6 Common Food Mistakes Parents Make

By: Wendy Wu, R.D., M.S.

Situation: Your child is having a tantrum at the park because she doesn’t want to leave. You tell her, we’ll have some ice cream if you stop crying.

1) Bribing kids with food in exchange for something you want them to do for you. You’re teaching your child that she can always get something nice in return for bad behavior. So what do you think she’ll do when she wants something? Yep, exactly. Your child will not learn respect and responsibility. She may grow up thinking that she’s always entitled to something which may set her up for continued unhappiness throughout her lifetime. The message you send is you’re not capable of doing anything without bribery. In addition, when the bribe is always with food, she may turn to food in times of unhappiness.
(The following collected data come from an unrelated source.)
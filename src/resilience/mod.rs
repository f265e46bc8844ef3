//! Resilience subsystem.
//!
//! # Data Flow
//! ```text
//! Request to upstream:
//!     → timeouts.rs (connect deadline, total request deadline)
//!     → On failure: reported once, never retried
//! ```
//!
//! # Design Decisions
//! - Timeouts are non-negotiable; every upstream call has a deadline
//! - No retries: callers retry on their own

pub mod timeouts;

pub use timeouts::build_upstream_client;
//! Configuration loading from process arguments.

use crate::config::args::Args;
use crate::config::schema::{LimitsConfig, ListenerConfig, ProxyConfig, TimeoutConfig};
use crate::config::validation::{validate_config, ValidationError};

/// Error type for configuration loading.
#[derive(Debug, thiserror::Error)]
pub enum ConfigError {
    #[error("Validation failed: {}", join(.0))]
    Validation(Vec<ValidationError>),
}

fn join(errors: &[ValidationError]) -> String {
    errors
        .iter()
        .map(ToString::to_string)
        .collect::<Vec<_>>()
        .join(", ")
}

impl From<&Args> for ProxyConfig {
    fn from(args: &Args) -> Self {
        Self {
            listener: ListenerConfig {
                bind_address: args.bind_address,
                http_port: args.http_port,
                https_port: args.https_port,
            },
            timeouts: TimeoutConfig {
                connect_secs: args.connect_timeout_secs,
                upstream_secs: args.upstream_timeout_secs,
                shutdown_grace_secs: args.shutdown_grace_secs,
            },
            limits: LimitsConfig {
                max_response_bytes: args.max_response_bytes,
            },
        }
    }
}

/// Build and validate configuration from parsed arguments.
pub fn load_config(args: &Args) -> Result<ProxyConfig, ConfigError> {
    let config = ProxyConfig::from(args);
    validate_config(&config).map_err(ConfigError::Validation)?;
    Ok(config)
}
Why did you draw on the walls?! No dessert for a month!”

2) Punishing with food can be very psychologically damaging to a child. The child may overeat every time she thinks she’s in trouble. As a grownup, she may unconsciously overeat when she feels she has done something wrong. Here’s a great article on punishing with food “Withholding food from children: What are they thinking”?

“If you eat all your vegetables, you’ll get dessert later.” or “Since you’ve been good all week, let’s go to McDonalds for lunch.”

3) Rewarding with food. Rewarding for good behavior is a tricky subject. Good behaviors should be expected from the child. Praise for good behavior can have very positive results. However, rewarding with food is not good practice. Labeling certain foods as “special” will only make the child yearn for them even more. Just like how adults love “limited edition” products. The child will envision these foods as sacred and overeat when given the chance. The child may also view these foods as more valuable and better for them. As a grownup, “special” foods will be overeaten to feel good about oneself as these foods are associated with joy and excitement.

“I’ve been working such long hours, David is always asleep by the time I get home. Let me stop by the supermarket and pick up some of his favorite snacks (cookies, candies and ice cream) so he can have them tomorrow.”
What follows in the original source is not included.